Anaplastic Lymphoma Kinase Alterations in Human Cancer: From Pathogenesis to Targeted Therapy

Abstract

Anaplastic lymphoma kinase (ALK) is a receptor tyrosine kinase that plays a crucial role in the development and maintenance of the nervous system. Mutations or amplification of the ALK gene can drive tumor initiation and progression across various cancer types, making ALK an important therapeutic target in oncology. Inhibition of ALK kinase activity using small molecules such as crizotinib has demonstrated significant antitumor effects; however, secondary mutations and gene amplification often lead to drug resistance.  

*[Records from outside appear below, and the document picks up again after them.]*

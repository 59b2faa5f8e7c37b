//! Deterministic ID generation using SHA256 hashing.

use serde::{Deserialize, Serialize};
use sha2::{Digest, Sha256};
use std::fmt;

/// A deterministic entity ID derived from content hash.
#[derive(Clone, PartialEq, Eq, PartialOrd, Ord, Hash, Serialize, Deserialize)]
pub struct EntityId(String);

impl EntityId {
    /// Create a new EntityId from a hash string.
    pub fn new(hash: String) -> Self {
        Self(hash)
    }

    /// Generate an EntityId from input fields.
    /// Uses SHA256 and takes the first 16 characters for brevity.
    pub fn generate(fields: &[&str]) -> Self {
        let mut hasher = Sha256::new();
        for (i, field) in fields.iter().enumerate() {
            if i > 0 {
                hasher.update(b"|");
            }
            hasher.update(field.as_bytes());
        }
        let result = hasher.finalize();
        let hash = hex::encode(result);
        Self(hash[..16].to_string())
    }

    /// Get the ID as a string slice.
    pub fn as_str(&self) -> &str {
        &self.0
    }
}

impl fmt::Display for EntityId {
    fn fmt(&self, f: &mut fmt::Formatter<'_>) -> fmt::Result {
        write!(f, "{}", self.0)
    }
}

impl fmt::Debug for EntityId {
    fn fmt(&self, f: &mut fmt::Formatter<'_>) -> fmt::Result {
        write!(f, "EntityId({})", self.0)
    }
}

impl From<String> for EntityId {
    fn from(s: String) -> Self {
        Self(s)
    }
}

impl From<&str> for EntityId {
    fn from(s: &str) -> Self {
        Self(s.to_string())
    }
}

/// Type alias for faction IDs
pub type FactionId = EntityId;

/// Type alias for hero IDs
pub type HeroId = EntityId;

/// Type alias for season IDs
pub type SeasonId = EntityId;

/// Type alias for match IDs
pub type MatchId = EntityId;

/// Type alias for game IDs
pub type GameId = EntityId;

This review discusses emerging therapeutic strategies designed to overcome ALK inhibitor resistance. These include targeting alternative kinases within the same signaling pathways, developing next-generation ALK inhibitors based on structural (crystallographic) insights, and exploring monoclonal antibodies against ALK. Currently, five ALK tyrosine kinase inhibitors (TKIs) have received FDA approval. Novel TKIs such as ensartinib and fourth-generation ALK inhibitors for compound ALK mutations are under clinical investigation. In addition, combination therapies involving angiogenesis inhibitors and immune checkpoint inhibitors are being explored. Despite these advances, resistance mechanisms continue to emerge as the disease progresses.